After the Rockefeller, we found a nearly abandoned Arab mall along the way, where we procured a much-needed SIM card and then visited ASOR’s Albright Institute of Archaeological Research, generally known as just “the Albright”—center and source of much of the archaeological activity and thinking in the Levant in the 20th century. We then set out in a taxi for the Israel Museum. There, we made a bee-line for the archaeology wing and soon found many Neolithic pieces from Tel Kabri’s 1958 and 1967 excavations.

As we continued on in the Israel Museum, we located several great archaeological finds, such as: the Ekron Inscription, which, according to Prof.

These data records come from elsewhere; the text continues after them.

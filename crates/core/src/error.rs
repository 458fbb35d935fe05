//! Error types for the catalog core
//!
//! One taxonomy shared by every layer. Rate-limit denial and not-found
//! are expected outcomes returned as typed errors, never panics; storage
//! failures propagate unchanged with no internal retry.

use crate::cursor::CursorError;
use crate::key::KeyError;
use std::time::Duration;
use thiserror::Error;

/// Result type alias for catalog operations
pub type Result<T> = std::result::Result<T, Error>;

/// Error taxonomy for the catalog core
#[derive(Debug, Error)]
pub enum Error {
    /// Entity, version, or relation absent
    #[error("{kind} not found: {id}")]
    NotFound {
        /// What was looked up ("composition", "attribution", ...)
        kind: String,
        /// The identifier that missed
        id: String,
    },

    /// Duplicate create, or a concurrent-version race lost
    #[error("conflict: {0}")]
    Conflict(String),

    /// Malformed identifier or key shape
    #[error("invalid key: {0}")]
    InvalidKey(#[from] KeyError),

    /// Caller-supplied input outside the schema, surfaced before storage
    #[error("validation failed: {0}")]
    Validation(String),

    /// Admission denied; carries the retry-after duration
    #[error("rate limit exceeded, retry after {retry_after:?}")]
    RateLimitExceeded {
        /// How long until the window admits another request
        retry_after: Duration,
    },

    /// Backend I/O failure, propagated for the caller to decide on retry
    #[error("storage unavailable: {0}")]
    StorageUnavailable(String),

    /// A stored row failed to decode; surfaced, never silently corrected
    #[error("corrupt row: {0}")]
    Corruption(String),
}

impl Error {
    /// Shorthand for a not-found outcome
    pub fn not_found(kind: impl Into<String>, id: impl ToString) -> Self {
        Error::NotFound {
            kind: kind.into(),
            id: id.to_string(),
        }
    }

    /// True for outcomes a caller is expected to handle in normal flow
    pub fn is_expected(&self) -> bool {
        matches!(
            self,
            Error::NotFound { .. } | Error::RateLimitExceeded { .. }
        )
    }
}

impl From<CursorError> for Error {
    fn from(e: CursorError) -> Self {
        Error::Validation(e.to_string())
    }
}

impl From<crate::limits::LimitError> for Error {
    fn from(e: crate::limits::LimitError) -> Self {
        Error::Validation(e.to_string())
    }
}
//! Input normalization
//!
//! Free-text and language inputs are normalized once, here, before they
//! reach either a stored row or an index dispatch — the stored sort keys
//! and the search partition values must agree exactly.

use once_cell::sync::Lazy;
use std::collections::HashMap;

/// Canonical capitalization for languages the catalog knows about
static LANGUAGES: Lazy<HashMap<&'static str, &'static str>> = Lazy::new(|| {
    HashMap::from([
        ("sanskrit", "Sanskrit"),
        ("telugu", "Telugu"),
        ("tamil", "Tamil"),
        ("kannada", "Kannada"),
        ("malayalam", "Malayalam"),
        ("hindi", "Hindi"),
        ("marathi", "Marathi"),
        ("bengali", "Bengali"),
        ("braj", "Braj"),
        ("manipravalam", "Manipravalam"),
    ])
});

/// Trim and collapse internal whitespace
///
/// `"  vathapi   ganapathim "` becomes `"vathapi ganapathim"`. Applied to
/// titles and names at write time and to free-text queries at dispatch.
pub fn clean_text(input: &str) -> String {
    input.split_whitespace().collect::<Vec<_>>().join(" ")
}

/// Map a language name to its canonical capitalized form
///
/// Known languages come from a fixed lookup table; anything else is
/// title-cased as a fallback (`"unknown-lang"` → `"Unknown-lang"`).
pub fn canonical_language(input: &str) -> String {
    let cleaned = clean_text(input);
    let lower = cleaned.to_lowercase();
    match LANGUAGES.get(lower.as_str()) {
        Some(canonical) => (*canonical).to_string(),
        None => title_case(&lower),
    }
}

/// Canonical capitalized form of a tradition name
pub fn canonical_tradition(input: &str) -> String {
    title_case(&clean_text(input).to_lowercase())
}

/// Uppercase the first character, leave the rest as given
pub fn title_case(input: &str) -> String {
    let mut chars = input.chars();
    match chars.next() {
        Some(first) => first.to_uppercase().chain(chars).collect(),
        None => String::new(),
    }
}

/// First letter of a normalized name, lowercased, for letter search
pub fn first_letter(name: &str) -> Option<char> {
    clean_text(name)
        .chars()
        .next()
        .and_then(|c| c.to_lowercase().next())
}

Cline’s Biblical Archaeology: A Very Short Introduction, established Tel Miqne as the site of ancient Ekron; Sennacherib’s Prism, in which, according to the museum’s Chronicles of the Land, Sennacherib bragged of imprisoning Hezekiah in Jerusalem “like a bird in a cage”; and the Tel Dan Stele, with the earliest known reference to the House of David outside the Bible. Brian and Tim split off to see the Dead Sea Scrolls, while Sam and I stuck around in the archaeology wing, admiring the various bits of Israeli archaeology and translating Hebrew and Latin inscriptions on some of the artifacts.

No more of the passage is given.